What you have to do: Please copy each line of the records below that holds the word "expand".

:: Dataset extract

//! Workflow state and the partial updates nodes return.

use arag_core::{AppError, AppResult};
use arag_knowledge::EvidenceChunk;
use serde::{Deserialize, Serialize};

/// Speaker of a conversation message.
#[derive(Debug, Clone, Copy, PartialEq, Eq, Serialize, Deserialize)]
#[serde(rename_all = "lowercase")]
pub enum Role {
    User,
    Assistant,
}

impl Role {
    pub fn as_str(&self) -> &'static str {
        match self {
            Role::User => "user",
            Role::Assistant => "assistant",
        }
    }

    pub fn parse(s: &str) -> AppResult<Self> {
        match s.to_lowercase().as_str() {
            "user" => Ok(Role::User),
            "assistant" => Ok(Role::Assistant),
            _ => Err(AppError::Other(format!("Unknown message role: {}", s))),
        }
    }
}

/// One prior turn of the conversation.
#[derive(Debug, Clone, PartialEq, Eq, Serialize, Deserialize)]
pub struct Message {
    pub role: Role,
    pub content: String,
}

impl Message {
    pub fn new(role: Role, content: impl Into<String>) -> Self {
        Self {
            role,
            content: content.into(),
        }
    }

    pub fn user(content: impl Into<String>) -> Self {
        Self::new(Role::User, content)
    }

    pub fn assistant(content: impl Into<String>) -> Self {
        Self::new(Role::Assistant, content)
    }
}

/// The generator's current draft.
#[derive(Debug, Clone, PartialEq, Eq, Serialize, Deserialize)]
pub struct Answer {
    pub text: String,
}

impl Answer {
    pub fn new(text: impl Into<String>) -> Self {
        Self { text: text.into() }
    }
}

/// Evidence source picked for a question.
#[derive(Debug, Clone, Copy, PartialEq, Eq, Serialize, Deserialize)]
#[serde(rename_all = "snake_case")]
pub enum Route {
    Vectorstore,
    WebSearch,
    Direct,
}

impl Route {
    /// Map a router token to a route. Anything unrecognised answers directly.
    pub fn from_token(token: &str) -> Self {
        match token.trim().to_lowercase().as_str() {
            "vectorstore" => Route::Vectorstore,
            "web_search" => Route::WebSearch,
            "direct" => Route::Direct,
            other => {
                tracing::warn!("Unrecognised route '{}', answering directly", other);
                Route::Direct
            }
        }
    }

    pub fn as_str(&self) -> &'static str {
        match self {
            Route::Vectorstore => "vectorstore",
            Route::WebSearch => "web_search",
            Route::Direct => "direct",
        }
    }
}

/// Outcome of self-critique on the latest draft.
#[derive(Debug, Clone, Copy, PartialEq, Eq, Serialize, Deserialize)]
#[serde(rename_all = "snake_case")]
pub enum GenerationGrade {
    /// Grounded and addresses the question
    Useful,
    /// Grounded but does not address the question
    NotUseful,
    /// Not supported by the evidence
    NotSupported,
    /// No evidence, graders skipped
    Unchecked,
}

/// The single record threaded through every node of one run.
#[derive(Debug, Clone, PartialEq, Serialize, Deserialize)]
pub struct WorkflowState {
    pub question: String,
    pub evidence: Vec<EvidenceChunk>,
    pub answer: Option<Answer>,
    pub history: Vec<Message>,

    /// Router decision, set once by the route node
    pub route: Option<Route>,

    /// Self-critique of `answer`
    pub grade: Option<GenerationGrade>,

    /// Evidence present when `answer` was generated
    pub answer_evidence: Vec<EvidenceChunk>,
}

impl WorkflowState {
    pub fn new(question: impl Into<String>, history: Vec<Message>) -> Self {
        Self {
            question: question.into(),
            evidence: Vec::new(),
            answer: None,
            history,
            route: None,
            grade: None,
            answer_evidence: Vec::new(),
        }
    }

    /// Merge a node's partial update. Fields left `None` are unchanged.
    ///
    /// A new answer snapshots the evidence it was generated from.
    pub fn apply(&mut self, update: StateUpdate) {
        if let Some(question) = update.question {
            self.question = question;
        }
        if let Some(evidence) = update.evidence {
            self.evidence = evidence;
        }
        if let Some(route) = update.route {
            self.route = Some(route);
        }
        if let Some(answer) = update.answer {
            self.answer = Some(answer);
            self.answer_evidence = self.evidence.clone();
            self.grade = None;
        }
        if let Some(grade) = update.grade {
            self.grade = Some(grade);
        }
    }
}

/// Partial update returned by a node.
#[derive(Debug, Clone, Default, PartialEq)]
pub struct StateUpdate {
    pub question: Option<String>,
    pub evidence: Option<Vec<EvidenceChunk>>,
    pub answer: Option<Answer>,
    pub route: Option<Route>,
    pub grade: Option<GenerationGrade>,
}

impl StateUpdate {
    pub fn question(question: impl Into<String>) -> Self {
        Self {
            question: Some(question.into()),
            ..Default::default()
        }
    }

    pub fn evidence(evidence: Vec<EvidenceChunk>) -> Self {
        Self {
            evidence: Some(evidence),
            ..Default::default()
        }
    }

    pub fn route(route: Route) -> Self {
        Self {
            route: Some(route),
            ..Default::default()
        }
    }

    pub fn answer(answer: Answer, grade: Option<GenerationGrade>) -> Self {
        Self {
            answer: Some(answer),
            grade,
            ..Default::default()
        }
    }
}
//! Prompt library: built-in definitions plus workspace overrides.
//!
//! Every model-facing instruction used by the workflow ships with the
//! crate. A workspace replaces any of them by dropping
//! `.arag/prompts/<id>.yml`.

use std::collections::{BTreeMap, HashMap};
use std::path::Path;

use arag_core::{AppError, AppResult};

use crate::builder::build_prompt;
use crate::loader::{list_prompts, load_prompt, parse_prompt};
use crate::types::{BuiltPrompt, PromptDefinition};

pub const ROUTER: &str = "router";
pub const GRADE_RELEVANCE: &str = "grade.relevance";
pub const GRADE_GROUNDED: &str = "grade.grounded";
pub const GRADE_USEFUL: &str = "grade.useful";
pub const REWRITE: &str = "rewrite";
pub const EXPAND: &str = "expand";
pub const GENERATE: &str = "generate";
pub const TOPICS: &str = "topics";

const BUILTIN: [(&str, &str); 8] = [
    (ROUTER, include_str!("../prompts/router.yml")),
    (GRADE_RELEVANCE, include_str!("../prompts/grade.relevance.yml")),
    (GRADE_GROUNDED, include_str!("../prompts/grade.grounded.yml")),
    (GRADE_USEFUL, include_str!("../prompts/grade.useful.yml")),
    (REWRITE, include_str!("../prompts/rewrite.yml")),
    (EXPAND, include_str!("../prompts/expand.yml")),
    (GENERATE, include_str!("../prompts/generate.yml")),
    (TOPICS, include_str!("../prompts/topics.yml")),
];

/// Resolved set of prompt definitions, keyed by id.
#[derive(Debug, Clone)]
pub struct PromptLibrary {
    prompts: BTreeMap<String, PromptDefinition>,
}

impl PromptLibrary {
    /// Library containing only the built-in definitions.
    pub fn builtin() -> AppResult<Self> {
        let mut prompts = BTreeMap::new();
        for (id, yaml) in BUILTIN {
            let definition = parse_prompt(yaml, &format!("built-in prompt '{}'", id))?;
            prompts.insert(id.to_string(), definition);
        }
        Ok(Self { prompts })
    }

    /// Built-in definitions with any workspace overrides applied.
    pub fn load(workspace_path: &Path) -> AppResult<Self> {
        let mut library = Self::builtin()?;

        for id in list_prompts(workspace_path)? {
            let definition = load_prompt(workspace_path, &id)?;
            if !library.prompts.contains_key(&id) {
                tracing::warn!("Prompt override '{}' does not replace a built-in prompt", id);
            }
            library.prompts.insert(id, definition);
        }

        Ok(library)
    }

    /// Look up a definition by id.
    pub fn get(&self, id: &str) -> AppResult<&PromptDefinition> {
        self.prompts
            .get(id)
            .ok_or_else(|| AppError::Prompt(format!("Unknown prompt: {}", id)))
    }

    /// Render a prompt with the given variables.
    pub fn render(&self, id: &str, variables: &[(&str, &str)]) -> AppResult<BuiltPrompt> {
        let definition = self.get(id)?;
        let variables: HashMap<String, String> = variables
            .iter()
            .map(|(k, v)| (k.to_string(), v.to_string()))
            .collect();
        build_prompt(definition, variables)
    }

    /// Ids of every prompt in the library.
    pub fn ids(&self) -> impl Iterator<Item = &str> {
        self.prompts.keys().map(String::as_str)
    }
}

::::

Finished task:
pub const EXPAND: &str = "expand";
    (EXPAND, include_str!("../prompts/expand.yml")),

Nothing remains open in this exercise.